A 42 años de la destrucción de un mundo…

Por: Patricia Garza

Hay temas serios. Polémicos. Sobre los que todo mundo tiene una opinión, pero difícilmente una postura clara. Hay temas que habitan más el mundo de los argumentos y contra-argumentos que en el de la doctrina fija. Hay temas que mueven masas y fundan instituciones. Temas “a favor” o “en contra”. Quien quiera escribir sobre dichos temas, si no está politizando, debe entonces evitar obviedades y tomar en serio los argumentos de su contrario.

Es por eso que me pareció un absoluto descanso encontrar un argumento a favor del aborto por selección de sexo tan malo, pero tan malo, que no decía nada del tema en cuestión, sino de un modo de pensar específico sintomático de una sociedad en unos tiempos específicos. No, en este post no hablaré del aborto, sino del tipo de mentalidad que se necesita suponer para que cierto tipo de argumentos puedan considerarse válidos.

El argumento que leí a favor del aborto selectivo, del bioético Jacob M. Appel, es el siguiente:

“Mothers who want boys should have boys and mothers who want girls should have girls. Pre-implanting diagnosis offers the promising of increasing the number of children who are loved and wanted. I look forward to the day when every son knows that his parents wanted a son and every daughter knows that her parents wanted a daughter.

¿Por dónde empezar? Qué tal si sustituimos algunos elementos de esa frase:

Sueño con un mundo en el que:

– Cada abogado sepa que sus padres querían a un abogado.
– Cada doctora sepa que sus padres querían una doctora.
– Cada bailarina olímpica sepa que sus padres querían una bailarina olímpica.
– Cada auditor financiero sepa que sus padres querían un auditor financiero y cada ama de casa sepa que sus padres querían un ama de casa.

Creo haber probado mi punto. El señor Appel parece decirnos que si lo que queremos es incrementar el número de niños que son amados la respuesta es muy simple: los niños deben ser exactamente lo que sus padres quieren que sean. El amor paternal está en función del cumplimiento de sus propias expectativas para con sus hijos.

Un momento… ¿no fue contra esa forma de pensar ante la que se rebelaron nuestros padres? “Sé quien tú quieras ser”, “Que no te importe lo que piensen los demás”, “No sientas presiones por parte de la autoridad”, etc. Hay que decir que el señor Appel nació en los 70’s lo cual hace todo esto más desconcertante, el señor Appel es un hijo de estos rebeldes. ¿Cómo es que la autenticidad y la no-complacencia, valores clásicos de los 60’s, se convierten en un deseo de complacer absoluto? ¿En qué momento la generación del amor incondicional se vuelve la generación del “si y sólo si”?

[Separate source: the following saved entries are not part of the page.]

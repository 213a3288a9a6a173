//! Player state and per-frame physics
//!
//! The player is a single axis-aligned collider driven by keyboard input
//! and a fixed-step Euler integrator: gravity accumulates into vertical
//! velocity each frame, velocity integrates into position, and crossing
//! the ground plane snaps the player back onto it.

use macroquad::prelude::*;

use super::level::{GROUND_LENGTH, GROUND_START_X};

pub const PLAYER_WIDTH: f32 = 25.0;
pub const PLAYER_HEIGHT: f32 = 49.0;
pub const PLAYER_START_X: f32 = GROUND_START_X + 100.0;

/// Horizontal walk speed per frame
const WALK_SPEED: f32 = 5.0;
/// Upward velocity applied on jump
const JUMP_IMPULSE: f32 = 10.0;
/// Downward acceleration per frame
const GRAVITY: f32 = 0.5;

pub const WALK_FRAME_COUNT: usize = 3;
/// Frames between walk-animation steps
const WALK_FRAME_TICKS: u32 = 8;

/// Which way the player sprite faces
#[derive(Debug, Clone, Copy, PartialEq, Eq)]
pub enum Facing {
    Left,
    Right,
}

impl Facing {
    /// The walk/jump art faces right; flip it when heading left
    pub fn flip_x(&self) -> bool {
        *self == Facing::Left
    }
}

/// Keyboard input relevant to the player, captured once per frame
#[derive(Debug, Clone, Copy, Default)]
pub struct PlayerInput {
    pub left: bool,
    pub right: bool,
    /// Edge-triggered: true only on the frame the key went down
    pub jump_pressed: bool,
}

impl PlayerInput {
    pub fn poll() -> Self {
        Self {
            left: is_key_down(KeyCode::Left),
            right: is_key_down(KeyCode::Right),
            jump_pressed: is_key_pressed(KeyCode::Space),
        }
    }
}

/// The player character
#[derive(Debug, Clone)]
pub struct Player {
    /// Top-left corner of the collider
    pub pos: Vec2,
    pub velocity_y: f32,
    /// Set on jump, cleared when the fall is arrested by ground or block
    pub jumping: bool,
    pub facing: Facing,
    /// Current walk-cycle frame index
    pub walk_frame: usize,
    pub walk_frame_counter: u32,
    /// Was there horizontal input this frame? (drives sprite selection)
    pub moving: bool,
}

impl Player {
    /// Spawn standing on the ground at the level start
    pub fn spawn(ground_top: f32) -> Self {
        Self {
            pos: vec2(PLAYER_START_X, ground_top - PLAYER_HEIGHT),
            velocity_y: 0.0,
            jumping: false,
            facing: Facing::Right,
            walk_frame: 0,
            walk_frame_counter: 0,
            moving: false,
        }
    }

    /// The collider used for all overlap tests
    pub fn collider(&self) -> Rect {
        Rect::new(self.pos.x, self.pos.y, PLAYER_WIDTH, PLAYER_HEIGHT)
    }

    /// Advance one frame: horizontal movement, walk animation, jump
    /// trigger, gravity, and the ground-plane check.
    pub fn update(&mut self, input: &PlayerInput, ground_top: f32) {
        self.moving = false;

        let right_limit = GROUND_START_X + GROUND_LENGTH - PLAYER_WIDTH;
        if input.right {
            self.pos.x = (self.pos.x + WALK_SPEED).min(right_limit);
            self.moving = true;
            self.facing = Facing::Right;
        }
        if input.left && self.pos.x > GROUND_START_X {
            self.pos.x = (self.pos.x - WALK_SPEED).max(GROUND_START_X);
            self.moving = true;
            self.facing = Facing::Left;
        }

        // Walk cycle only advances while walking on the ground
        if self.moving && !self.jumping {
            self.walk_frame_counter += 1;
            if self.walk_frame_counter >= WALK_FRAME_TICKS {
                self.walk_frame_counter = 0;
                self.walk_frame = (self.walk_frame + 1) % WALK_FRAME_COUNT;
            }
        } else {
            self.walk_frame = 0;
            self.walk_frame_counter = 0;
        }

        if input.jump_pressed && !self.jumping {
            self.velocity_y = -JUMP_IMPULSE;
            self.jumping = true;
        }

        self.velocity_y += GRAVITY;
        self.pos.y += self.velocity_y;

        if self.pos.y >= ground_top - PLAYER_HEIGHT {
            self.snap_to_ground(ground_top);
        }
    }

    /// Arrest a fall on the ground plane
    pub fn snap_to_ground(&mut self, ground_top: f32) {
        self.pos.y = ground_top - PLAYER_HEIGHT;
        self.velocity_y = 0.0;
        self.jumping = false;
    }
}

Muchos padres de la generación del cambio se quejaban de la educación estricta que recibieron por parte de sus propios padres, por lo que muchos sólo sabían hacerle una pregunta a sus hijos: “¿qué es lo quieres?” La relación entre padres e hijos se transformó de una relación de autoridad a una de mercado. El padre es el ofertante, el hijo es el consumidor que demanda: la misión del padre es que sus hijos acepten lo que ellos ofrecen y que queden totalmente satisfechos. El amor es algo que los padres se ganan, y se lo gana complaciendo a sus hijos.

No es de sorprenderse entonces que estos mismos hijos crecieran con la idea de que el amor debía ganarse y que debían buscar en todo momento ser satisfechos: si quiero un hijo, entonces es porque en algo me ha de satisfacer. Y si me va a  satisfacer, me va a satisfacer bien; por lo menos se ha de ocupar de la satisfacción de mis deseos tanto como McDonald’s y Nike lo hacen.

Las empresas de consumo masivo prosperan en estos tiempos y todos tenemos la sociedad que nos merecemos. Olvidemos de expresiones moralistas como “el egocentrismo” y “la pérdida de valores”. No se trata de eso, se trata de que a nuestros antecesores, los rebeldes, les salió un poco el tiro por la culata, pues al reclamar un mundo menos autoritario y más libre y auténtico, terminaron por degenerar en una sociedad sometida al deber de satisfacer sus deseos.

Sin embargo, no todo lo que nos dejaron es negativo. Gracias a ellos, el autoritarismo, entendido como el obedecimiento ciego, es inaceptable en nuestros días. Benditos sean por ese legado. No hay que abandonarlo nunca. Busquemos, a través de él, una tercera vía; una más auto-crítica, razonada seriamente y verdaderamente libre.